Start of DATA TO PROCESS
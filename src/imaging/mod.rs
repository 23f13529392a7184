//! Image processing primitives, pure Rust.
//!
//! | Operation | Crate / function |
//! |---|---|
//! | **Decode** | `image::ImageReader` (format sniffed from bytes) |
//! | **Plan** | [`plan_dimensions`], integer math only |
//! | **Rasterize** | `resize_exact` + Lanczos3 |
//! | **Encode** | `image` codecs (JPEG, PNG, WebP, AVIF, TIFF, GIF, BMP) |
//!
//! The module is split into:
//! - **Calculations**: Pure functions for dimension and size-delta math (unit testable)
//! - **Parameters**: Data structures describing what to produce
//! - **Backend**: [`ImageBackend`] trait + [`RustBackend`]

pub mod backend;
mod calculations;
mod params;
pub mod rust_backend;

pub use backend::{BackendError, Dimensions, ImageBackend, Raster};
pub use calculations::{SizeChange, percent_change, plan_dimensions};
pub use params::{CompressionSettings, OutputFormat, Quality, QualityHint, ResizeMode};
pub use rust_backend::{RustBackend, supported_input_extensions};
End of DATA TO PROCESS
▶ **INSTRUCTIONS TO FOLLOW**
The lines from the one containing "The module is" through the final line of the entries above are to be printed exactly, with nothing added.

▶ **EXERCISE RESPONSE**
//! The module is split into:
//! - **Calculations**: Pure functions for dimension and size-delta math (unit testable)
//! - **Parameters**: Data structures describing what to produce
//! - **Backend**: [`ImageBackend`] trait + [`RustBackend`]

pub mod backend;
mod calculations;
mod params;
pub mod rust_backend;

pub use backend::{BackendError, Dimensions, ImageBackend, Raster};
pub use calculations::{SizeChange, percent_change, plan_dimensions};
pub use params::{CompressionSettings, OutputFormat, Quality, QualityHint, ResizeMode};
pub use rust_backend::{RustBackend, supported_input_extensions};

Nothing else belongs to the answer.